Un anno di differenza: classe 1983 per Lorenzo Urciullo meglio noto come Colapesce, un anno di più per Antonio Dimartino che usa il cognome come nome d’arte. Siciliani rispettivamente di Solarino nel siracusano il primo e palermitano di Misilmeri il secondo. Coppia di fatto artistica per conto terzi – loro lo zampino in molti dei successi degli ultimi anni per Gualazzi, Marracash, Bianconi dei Baustelle, Emma, Malika Ayane – diversi album solisti alle spalle, ora hanno realizzato un sogno personale: un disco a quattro mani, composto di dieci brani – quattro pubblicati in questi mesi di lockdown – disponibile da oggi in formato fisico e digitale. I mortali (42 Records/Sony Music): «È un album essenzialmente pop – spiegano i due autori in una diretta zoom – alcuni pezzi li avevamo già, su altri abbiamo lavorato in quest’ultimo anno. La struttura è quella del concept come evidenzia il titolo che è una sorta di grande cappello per canzoni che trattano dei temi ricorrenti come l’adolescenza, la mortalità. Un pretesto per parlare della vita scrivendo insieme: è stato importante poter abbandonare l’elemento autobiografico, per concentrarci su quanto ci circonda». Come nel caso di Rosa e Olindo: «Non ci interessava l’evento criminoso in sé, quanto sottolineare la passione fra di loro che gli faceva temere non l’ergastolo, ma il fatto di trascorrerlo separati».
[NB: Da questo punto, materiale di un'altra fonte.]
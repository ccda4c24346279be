use serde_json::json;
use uuid::Uuid;

mod unit;

const BASE_URL: &str = "http://127.0.0.1:8000";

async fn post_json(path: &str, body: serde_json::Value) -> reqwest::Response {
    reqwest::Client::new()
        .post(format!("{}{}", BASE_URL, path))
        .json(&body)
        .send()
        .await
        .expect("request failed")
}

async fn create_cycle(name: &str) -> serde_json::Value {
    let response = post_json(
        "/cycles",
        json!({
            "name": name,
            "start_date": "2026-09-01",
            "end_date": "2026-12-01",
            "max_mentorships": 10
        }),
    )
    .await;
    assert_eq!(response.status(), 201);
    response.json().await.expect("invalid response body")
}

#[tokio::test]
#[ignore = "requires running server and database"]
async fn cycle_lifecycle_advances_forward_only() {
    let created = create_cycle("Autumn Cohort").await;
    let cycle_id = created["data"]["id"].as_str().expect("cycle id").to_string();
    assert_eq!(created["data"]["status"], "upcoming");

    let launched = post_json(&format!("/cycles/{}/launch", cycle_id), json!({})).await;
    assert_eq!(launched.status(), 200);
    let launched: serde_json::Value = launched.json().await.expect("body");
    assert_eq!(launched["data"]["status"], "active");

    // launching twice violates the forward-only transition table
    let relaunched = post_json(&format!("/cycles/{}/launch", cycle_id), json!({})).await;
    assert_eq!(relaunched.status(), 422);
}

#[tokio::test]
#[ignore = "requires running server and database"]
async fn matching_run_is_idempotent() {
    let created = create_cycle("Matching Cohort").await;
    let cycle_id = created["data"]["id"].as_str().expect("cycle id").to_string();
    post_json(&format!("/cycles/{}/launch", cycle_id), json!({})).await;

    let first = post_json("/matching/run", json!({ "cycle_id": cycle_id })).await;
    assert_eq!(first.status(), 200);
    let first: serde_json::Value = first.json().await.expect("body");

    let second = post_json("/matching/run", json!({ "cycle_id": cycle_id })).await;
    assert_eq!(second.status(), 200);
    let second: serde_json::Value = second.json().await.expect("body");

    let first_created = first["data"]
        .as_array()
        .expect("outcome list")
        .iter()
        .filter(|o| o["created"] == true)
        .count();
    let second_created = second["data"]
        .as_array()
        .expect("outcome list")
        .iter()
        .filter(|o| o["created"] == true)
        .count();
    // whatever the first run created, the second run must create nothing
    assert!(first_created == first["data"].as_array().expect("outcome list").len());
    assert_eq!(second_created, 0);
}

#[tokio::test]
#[ignore = "requires running server and database"]
async fn matching_rejects_out_of_range_threshold() {
    let response = post_json(
        "/matching/run",
        json!({ "cycle_id": Uuid::new_v4(), "min_score": 250 }),
    )
    .await;
    assert_eq!(response.status(), 400);
}

#[tokio::test]
#[ignore = "requires running server and database"]
async fn certificate_requires_a_completed_mentorship() {
    let response = post_json(
        &format!("/mentorships/{}/certificate", Uuid::new_v4()),
        json!({}),
    )
    .await;
    // unknown mentorship surfaces as NotFound, never as a silent success
    assert_eq!(response.status(), 404);
}

#[tokio::test]
#[ignore = "requires running server and database"]
async fn interest_registration_is_unique_per_cycle() {
    let created = create_cycle("Interest Cohort").await;
    let cycle_id = created["data"]["id"].as_str().expect("cycle id").to_string();
    let user_id = Uuid::new_v4();

    let first = post_json(
        "/interests",
        json!({ "cycle_id": cycle_id, "user_id": user_id, "role": "mentee" }),
    )
    .await;
    assert_eq!(first.status(), 201);

    let second = post_json(
        "/interests",
        json!({ "cycle_id": cycle_id, "user_id": user_id, "role": "mentee" }),
    )
    .await;
    assert_eq!(second.status(), 409);
}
PRODUZIONE POP, decisamente contemporanea ma senza cliché e molti elementi acustici: chitarre, pianoforti, armonizzazioni. Tante le ispirazioni dal catalogo battistiano, sia Mogol che Panella per intenderci e decisi riferimenti letterari. Così se sugli scaffali di casa Colapesce fanno bella mostra volumi di Sciascia, Capuana, Dimartino ama Pavese e ha anche scritto – insieme a Fabrizio Cammarata, cantautore, una biografica dedicata a Chavela Vargas. Tratto comune: la passione per Bufalino: «In realtà non c’è nulla di premeditato nella scrittura, ma il fatto di amare entrambi Bufalino e i suoi aforismi ha fatto sì che il suo fantasma un po’ aleggi. Nel disco ci sono molte storie, come in Maiorana dove la sua vicenda viene tratteggiata per parlare della scomparsa di due ragazzi dal paese». Molta ironia in Luna araba dove si respira aria di Sicilia, microstorie di vita come in un quadro di Bosch tra «normanni storditi da pozioni africane» e «spagnoli in Ortigia con il cuore in valigia». A unire il tutto la gran voce di Carmen Consoli: «Nostra amica da tempo, era perfetta per lanciare il ritornello e poi per unirsi al coro, come fossimo realmente in una rock band…».

SGUARDO DISINCANTATO e ironico anche nell’iniziale Il prossimo semestre, sulla figura del cantautore «consigliato» dai discografici: «Il semestre è quello Siae, giochiamo sui cliché dell’ambiente ma a ispirarci è stato un magnifico pezzo di Piero Ciampi, Il merlo, dove dialoga con un merlo per farsi suggerire una canzone perfetta. Sono gli aspetti distorti della discografia». Un universo in profonda crisi, come tutto il comparto spettacolo, messo terribilmente alla prova dalla pandemia: «La frase un po’ infelice del premier che parlava degli artisti ’che tanto ci hanno fatto divertire’, in realtà ha fatto emergere una triste realtà. Nessuno considera il musicista, l’artista, come lavoratore. Per fare l’esempio che ci riguarda: la musica non istituzionale non è regolamentata da nessuna norma o ente che garantisca tutele. Basti pensare che i 600 euro erano destinati agli autori che avevano compiuto le 30 giornate lavorative dell’Enpals. La realtà è che c’è un sommerso di lavoratori e musicisti che quelle ore non riesce proprio a coprirle».

I TESTI di Colapesce e Dimartino scelgono spesso di scombussolare la metrica: «Ci piacciono le canzoni che mettano a disagio, quando arriva un elemento di disturbo che mette in soggezione chi ascolta ma ne cattura l’attenzione. Ecco il motivo per cui amiamo Pasquale Panella, autore imprevedibile che in un’intervista ha detto che la sua intenzione era ’togliere Battisti dai falò’. Geniale. Noi amiamo moltissimo lavorare con le parole».